NevGen probability Calculator of Time to Most Recent Common Ancestor

NevGen probability Calculator of Time to Most Recent Common Ancestor (further, just “TMRCA Calculator”) has been written in February 2013 (it’s core for calculation), but was available to several people who worked with it from December 2014, when user interface for it was written. Before that time, it worked only by entering haplotype data into source code.

Something must be made clear here, neither this nor any other program can not exactly calculate neither Time to Most Recent Common Ancestor nor number of generations to it. Because it is logicaly impossible, just like is impossible to calculate exactly how many passengers will enter any train in week from now. But in both cases is possible to calculate certain probabilities on basis of available statistical data. In case of train, on basis of several years’s statistics could be calculated probability that it has for example 235 passengers, or any other number.

This TMRCA Calculator uses different mutation probabilities for every STR marker. It uses Marko Heinila’s mutation rates, altough NevGen since 2015 has it’s own estimation of STR mutation rates (too lazy and time-short to implement it as another option in Calculator 🙂 ). Also, calculation takes into account backward mutations, and also multiple-step mutations. Mutation model gives about 5% of probability to two-step mutations (somewhere I found that frequency of two-step mutations is about 5%, I suppose in father-son pairs) and also some (much, much smaller) probabilities for 3- to 5-step mutation. Ofcourse, actual implemented mutation rates are normalised with this multistep mutation probabilities.

In left upper corner is edit field when descendant haplotypes should be entered, at most 500 of them, each in separate row. They may be in any of supported formats (FTDNA, 17 markers, 23 markers, see Description of NevGen Predictor tool), which is defined in list box in right side of Dialog Box.

Now, let see small example. Suppose we want to see distribution of probabilities of Time to Most Recent Common Ancestor for two identical 12 marker haplotypes. We enter any 12 marker haplotype twice into input, and presuming MRCA had the same haplotype as both of descendants, also into “Haplotype of Ancestor” Field, and after calculation is done (it is slow, sorry :), I am too lazy to cache intermediate data to speed it up) we get this (Sample Image 01):

Output of calculation which is displayed is also automaticaly saved in file “TMRCA_results.txt”, in folder where executable is positioned, in Unicode TXT format.
Here in “Results” Field we can see calculated probabilities of TMRCA (for mutation model used in this Calculator) by number of generations, together with aggregate sum of it.
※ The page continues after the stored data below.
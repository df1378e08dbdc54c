//! # Invoice Templates
//!
//! Fills invoice data into one of the built-in HTML templates for
//! preview and printing. The PDF conversion itself happens outside this
//! crate (headless-browser render of the returned HTML).
//!
//! Three templates ship today: `classic` (bordered table), `modern`
//! (accent bar, no borders), `minimal` (plain text). They share the same
//! data flow and differ only in the surrounding styles, so the line rows
//! and totals block are built once and injected into each shell.
//!
//! All user-entered strings pass through [`escape_html`]; template output
//! is safe to hand to a renderer regardless of what a client is named.

use crate::money::Money;
use crate::types::{Company, Invoice, InvoiceItem, InvoiceTemplate};

// =============================================================================
// Public API
// =============================================================================

/// Renders a full standalone HTML document for the invoice.
pub fn render_invoice(
    invoice: &Invoice,
    items: &[InvoiceItem],
    company: &Company,
    template: InvoiceTemplate,
) -> String {
    match template {
        InvoiceTemplate::Classic => render_shell(invoice, items, company, CLASSIC_CSS),
        InvoiceTemplate::Modern => render_shell(invoice, items, company, MODERN_CSS),
        InvoiceTemplate::Minimal => render_shell(invoice, items, company, MINIMAL_CSS),
    }
}

/// Escapes the five HTML-significant characters.
pub fn escape_html(input: &str) -> String {
    let mut out = String::with_capacity(input.len());
    for c in input.chars() {
        match c {
            '&' => out.push_str("&amp;"),
            '<' => out.push_str("&lt;"),
            '>' => out.push_str("&gt;"),
            '"' => out.push_str("&quot;"),
            '\'' => out.push_str("&#39;"),
            _ => out.push(c),
        }
    }
    out
}

// =============================================================================
// Shared building blocks
// =============================================================================

fn render_shell(
    invoice: &Invoice,
    items: &[InvoiceItem],
    company: &Company,
    css: &str,
) -> String {
    let number = invoice.number.as_deref().unwrap_or("Brouillon");
    let issue = invoice
        .issue_date
        .map(|d| d.format("%d/%m/%Y").to_string())
        .unwrap_or_default();
    let due = invoice
        .due_date
        .map(|d| d.format("%d/%m/%Y").to_string())
        .unwrap_or_default();

    let mut html = String::with_capacity(4096);
    html.push_str("<!DOCTYPE html><html><head><meta charset=\"utf-8\"><style>");
    html.push_str(css);
    html.push_str("</style></head><body><div class=\"invoice\">");

    // Header: issuing company on the left, document meta on the right
    html.push_str("<header><div class=\"company\">");
    html.push_str(&format!("<h2>{}</h2>", escape_html(&company.name)));
    for field in [&company.address, &company.email, &company.phone] {
        if let Some(value) = field {
            html.push_str(&format!("<p>{}</p>", escape_html(value)));
        }
    }
    if let Some(reg) = &company.registration_number {
        html.push_str(&format!("<p>SIRET {}</p>", escape_html(reg)));
    }
    if let Some(vat) = &company.vat_number {
        html.push_str(&format!("<p>TVA {}</p>", escape_html(vat)));
    }
    html.push_str("</div><div class=\"meta\">");
    html.push_str(&format!("<h1>Facture {}</h1>", escape_html(number)));
    if !issue.is_empty() {
        html.push_str(&format!("<p>Date : {issue}</p>"));
    }
    if !due.is_empty() {
        html.push_str(&format!("<p>Échéance : {due}</p>"));
    }
    html.push_str("</div></header>");

    // Billed-to block (snapshot fields, not the live client record)
    html.push_str("<section class=\"client\"><h3>Facturé à</h3>");
    html.push_str(&format!("<p>{}</p>", escape_html(&invoice.client_name)));
    if let Some(address) = &invoice.client_address {
        html.push_str(&format!("<p>{}</p>", escape_html(address)));
    }
    html.push_str("</section>");

    html.push_str(&render_rows(items));
    html.push_str(&render_totals(invoice));

    if let Some(notes) = &invoice.notes {
        html.push_str(&format!(
            "<footer class=\"notes\"><p>{}</p></footer>",
            escape_html(notes)
        ));
    }

    html.push_str("</div></body></html>");
    html
}

fn render_rows(items: &[InvoiceItem]) -> String {
    let mut html = String::from(
        "<table class=\"lines\"><thead><tr>\
         <th>Description</th><th>Qté</th><th>PU HT</th><th>TVA</th><th>Total HT</th>\
         </tr></thead><tbody>",
    );
    for item in items {
        html.push_str(&format!(
            "<tr><td>{}</td><td>{}</td><td>{} €</td><td>{:.1}%</td><td>{} €</td></tr>",
            escape_html(&item.description),
            item.quantity,
            item.unit_price(),
            item.tax_rate_bps as f64 / 100.0,
            item.line_total(),
        ));
    }
    html.push_str("</tbody></table>");
    html
}

fn render_totals(invoice: &Invoice) -> String {
    let mut html = String::from("<table class=\"totals\">");
    html.push_str(&format!(
        "<tr><td>Total HT</td><td>{} €</td></tr>",
        Money::from_cents(invoice.subtotal_cents)
    ));
    if invoice.discount_cents > 0 {
        html.push_str(&format!(
            "<tr><td>Remise</td><td>-{} €</td></tr>",
            Money::from_cents(invoice.discount_cents)
        ));
    }
    html.push_str(&format!(
        "<tr><td>TVA</td><td>{} €</td></tr>",
        Money::from_cents(invoice.tax_cents)
    ));
    html.push_str(&format!(
        "<tr class=\"grand\"><td>Total TTC</td><td>{} €</td></tr>",
        invoice.total()
    ));
    html.push_str("</table>");
    html
}

// =============================================================================
// Template styles
// =============================================================================

const CLASSIC_CSS: &str = "\
body{font-family:Georgia,serif;color:#222;margin:40px}\
header{display:flex;justify-content:space-between;margin-bottom:32px}\
.lines{width:100%;border-collapse:collapse;margin:24px 0}\
.lines th,.lines td{border:1px solid #444;padding:6px 10px;text-align:left}\
.totals{margin-left:auto}.totals td{padding:4px 10px}\
.grand{font-weight:bold;border-top:2px solid #444}";

const MODERN_CSS: &str = "\
body{font-family:Helvetica,Arial,sans-serif;color:#1a1a2e;margin:40px}\
header{display:flex;justify-content:space-between;border-left:6px solid #4361ee;\
padding-left:16px;margin-bottom:32px}\
h1{color:#4361ee}\
.lines{width:100%;border-collapse:collapse;margin:24px 0}\
.lines th{background:#4361ee;color:#fff;padding:8px 10px;text-align:left}\
.lines td{padding:8px 10px;border-bottom:1px solid #e0e0e0}\
.totals{margin-left:auto}.totals td{padding:4px 10px}\
.grand{font-weight:bold;color:#4361ee}";

const MINIMAL_CSS: &str = "\
body{font-family:Helvetica,Arial,sans-serif;color:#000;margin:48px;font-size:13px}\
header{display:flex;justify-content:space-between;margin-bottom:40px}\
h1,h2,h3{font-weight:normal}\
.lines{width:100%;border-collapse:collapse;margin:24px 0}\
.lines th,.lines td{padding:6px 0;text-align:left;border-bottom:1px solid #000}\
.totals{margin-left:auto}.totals td{padding:4px 0 4px 24px}\
.grand{font-weight:bold}";

// =============================================================================
// Unit Tests
// =============================================================================

#[cfg(test)]
mod tests {
    use super::*;
    use crate::types::InvoiceStatus;
    use chrono::{NaiveDate, Utc};

    fn company() -> Company {
        Company {
            id: crate::DEFAULT_TENANT_ID.into(),
            name: "Atelier Dupont".into(),
            address: Some("12 rue de la Paix, 75002 Paris".into()),
            email: Some("contact@atelier-dupont.fr".into()),
            phone: None,
            registration_number: Some("123 456 789 00012".into()),
            vat_number: Some("FR12345678901".into()),
            created_at: Utc::now(),
            updated_at: Utc::now(),
        }
    }

    fn invoice() -> Invoice {
        Invoice {
            id: "i1".into(),
            tenant_id: crate::DEFAULT_TENANT_ID.into(),
            number: Some("INV-007".into()),
            status: InvoiceStatus::Sent,
            client_id: "c1".into(),
            client_name: "Société <Test> & Fils".into(),
            client_address: Some("8 avenue Foch, Lyon".into()),
            issue_date: NaiveDate::from_ymd_opt(2024, 5, 2),
            due_date: NaiveDate::from_ymd_opt(2024, 6, 1),
            subtotal_cents: 20000,
            discount_cents: 0,
            tax_cents: 4000,
            total_cents: 24000,
            amount_paid_cents: 0,
            notes: Some("Paiement à 30 jours.".into()),
            payment_link: None,
            template: InvoiceTemplate::Classic,
            subscription_id: None,
            quote_id: None,
            created_at: Utc::now(),
            updated_at: Utc::now(),
            paid_at: None,
        }
    }

    fn items() -> Vec<InvoiceItem> {
        vec![InvoiceItem {
            id: "li1".into(),
            invoice_id: "i1".into(),
            product_id: None,
            description: "Développement".into(),
            unit_price_cents: 10000,
            quantity: 2,
            tax_rate_bps: 2000,
            line_total_cents: 20000,
            created_at: Utc::now(),
        }]
    }

    #[test]
    fn test_render_fills_placeholders() {
        let html = render_invoice(&invoice(), &items(), &company(), InvoiceTemplate::Classic);
        assert!(html.contains("Facture INV-007"));
        assert!(html.contains("Atelier Dupont"));
        assert!(html.contains("02/05/2024"));
        assert!(html.contains("01/06/2024"));
        assert!(html.contains("Développement"));
        assert!(html.contains("240.00 €"));
    }

    #[test]
    fn test_user_strings_are_escaped() {
        let html = render_invoice(&invoice(), &items(), &company(), InvoiceTemplate::Modern);
        assert!(html.contains("Société &lt;Test&gt; &amp; Fils"));
        assert!(!html.contains("<Test>"));
    }

    #[test]
    fn test_templates_differ() {
        let inv = invoice();
        let its = items();
        let co = company();
        let classic = render_invoice(&inv, &its, &co, InvoiceTemplate::Classic);
        let modern = render_invoice(&inv, &its, &co, InvoiceTemplate::Modern);
        let minimal = render_invoice(&inv, &its, &co, InvoiceTemplate::Minimal);
        assert_ne!(classic, modern);
        assert_ne!(modern, minimal);
        // Same data shows up in all three
        for html in [&classic, &modern, &minimal] {
            assert!(html.contains("INV-007"));
        }
    }

    #[test]
    fn test_draft_renders_without_number() {
        let mut inv = invoice();
        inv.number = None;
        inv.issue_date = None;
        inv.due_date = None;
        let html = render_invoice(&inv, &items(), &company(), InvoiceTemplate::Minimal);
        assert!(html.contains("Brouillon"));
        assert!(!html.contains("Date :"));
    }

    #[test]
    fn test_escape_html() {
        assert_eq!(escape_html("a & b"), "a &amp; b");
        assert_eq!(escape_html("<script>"), "&lt;script&gt;");
        assert_eq!(escape_html("\"quoted\""), "&quot;quoted&quot;");
        assert_eq!(escape_html("plain"), "plain");
    }
}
In this sample there is 50% probability for TMRCA to be up to 16 generations. We do not see in this picture due to scrolling, but 90% of probability of TMRCA is at 54 generations. But, what if we put some STR marker value for MRCA different than for his two descendants? For example, we put for Ancestor (MRCA) here value of 14 for DYS393 (instead of 13). We got this (Sample Image 02):

Now in generated picture we can see quite different distribution. 50% probability from 16 now goes to 64 generations. Such case is, as we see, much less probable. Let suppose another scenario, we ofcourse do not know for sure exact value of DYS393 for Ancestor, and we want to calculate it without need to presume MRCA’s haplotype. In such case we need to check Field “Allowed unknown ancestor values” and make sure Field “Haplotype of Ancestor” is empty by erasing it’s contents. Then we got this (Sample Image 03):

There is not big difference here from Sample Image 01, but in some cases it might be. We can see that program automatically filled Field “Haplotype of Ancestor” with bunch of ‘$’, which mean that all STR values are not known. If we want, we might fix some of MRCA’s marker values, and other leave as unknown, like this (Sample Image 04):

Turning ON option “Allowed unknown ancestor values” is somewhat “dark side of Calculator” and is generally not recommended. Sometimes it can distort results, especially when there are more than two descendant haplotypes in calculation. Better is to somehow deduce MRCA’s haplotype and use it in calculation. If it is not entered by user, program shall automatically set it at average values of all entered descendant haplotypes. Please be aware that such “average values of all entered descendant haplotypes” need not be equal to actual haplotype of MRCA (Modal haplotype of entered descendant haplotypes). For that there is option “Determination of Ancestor’s haplotype by Treemaker”, which tries to deduce the most probable haplotype of MRCA (Modal haplotype), but for now it is not available, till its description is finished.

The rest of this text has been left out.